> [Task to complete]: From the entries below, copy out every line with "integration" in it.

Dataset entries
* * *

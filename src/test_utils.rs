//! Test fixtures shared by integration tests.
//!
//! Installs mock `barebox-state`/`fw_printenv`/`fw_setenv`/`grub-editenv`
//! tools reachable via `$PATH` and drives them through env-var-pointed
//! state files. This lets integration tests exercise the real
//! [`crate::process::SystemRunner`] unmodified, with only `$PATH` and a
//! couple of env vars shadowed.

use std::fs;
use std::os::unix::fs::PermissionsExt;
use std::path::PathBuf;
use std::sync::Mutex;

use tempfile::TempDir;

const BAREBOX_STATE: &str = include_str!("../tests/fixtures/barebox-state");
const FW_PRINTENV: &str = include_str!("../tests/fixtures/fw_printenv");
const FW_SETENV: &str = include_str!("../tests/fixtures/fw_setenv");
const GRUB_EDITENV: &str = include_str!("../tests/fixtures/grub-editenv");

/// Serializes tests that mutate the process-global `$PATH`/state-path env
/// vars, since `cargo test` runs test functions concurrently within one
/// process. Each [`MockToolchain`] still gets its own tempdir; this guard
/// only prevents two tests from observing each other's `$PATH` mid-swap.
static PATH_GUARD: Mutex<()> = Mutex::new(());

/// A tempdir populated with mock bootloader tools, plus a guard that
/// restores `$PATH` (and any state-path env vars it set) on drop.
pub struct MockToolchain {
    _tools_dir: TempDir,
    state_dir: TempDir,
    original_path: String,
    _lock: std::sync::MutexGuard<'static, ()>,
}

impl MockToolchain {
    /// Installs all four mock tools on `$PATH` and returns state file
    /// paths tests can seed/inspect directly.
    pub fn new() -> Self {
        let lock = PATH_GUARD.lock().unwrap_or_else(|e| e.into_inner());

        let tools_dir = TempDir::new_in("/tmp").expect("create tools tempdir");
        let state_dir = TempDir::new_in("/tmp").expect("create state tempdir");

        write_executable(&tools_dir.path().join("barebox-state"), BAREBOX_STATE);
        write_executable(&tools_dir.path().join("fw_printenv"), FW_PRINTENV);
        write_executable(&tools_dir.path().join("fw_setenv"), FW_SETENV);
        write_executable(&tools_dir.path().join("grub-editenv"), GRUB_EDITENV);

        let original_path = std::env::var("PATH").unwrap_or_default();
        let new_path = format!("{}:{}", tools_dir.path().display(), original_path);
        std::env::set_var("PATH", &new_path);
        std::env::set_var(
            "BAREBOX_STATE_PATH",
            state_dir.path().join("barebox-state.env"),
        );
        std::env::set_var("UBOOT_STATE_PATH", state_dir.path().join("uboot.env"));

        Self {
            _tools_dir: tools_dir,
            state_dir,
            original_path,
            _lock: lock,
        }
    }

    pub fn barebox_state_path(&self) -> PathBuf {
        self.state_dir.path().join("barebox-state.env")
    }

    pub fn uboot_state_path(&self) -> PathBuf {
        self.state_dir.path().join("uboot.env")
    }

    pub fn grubenv_path(&self) -> PathBuf {
        self.state_dir.path().join("grubenv")
    }

    pub fn seed(&self, path: &std::path::Path, contents: &str) {
        fs::write(path, contents).expect("seed mock tool state");
    }

    pub fn read(&self, path: &std::path::Path) -> String {
        fs::read_to_string(path).unwrap_or_default()
    }
}

impl Default for MockToolchain {
    fn default() -> Self {
        Self::new()
    }
}

impl Drop for MockToolchain {
    fn drop(&mut self) {
        std::env::set_var("PATH", &self.original_path);
        std::env::remove_var("BAREBOX_STATE_PATH");
        std::env::remove_var("UBOOT_STATE_PATH");
    }
}

fn write_executable(path: &std::path::Path, contents: &str) {
    fs::write(path, contents).expect("write mock tool script");
    let mut perms = fs::metadata(path).expect("stat mock tool").permissions();
    perms.set_mode(0o755);
    fs::set_permissions(path, perms).expect("chmod mock tool");
}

* * *

> [Task response]:
//! Test fixtures shared by integration tests.
//! state files. This lets integration tests exercise the real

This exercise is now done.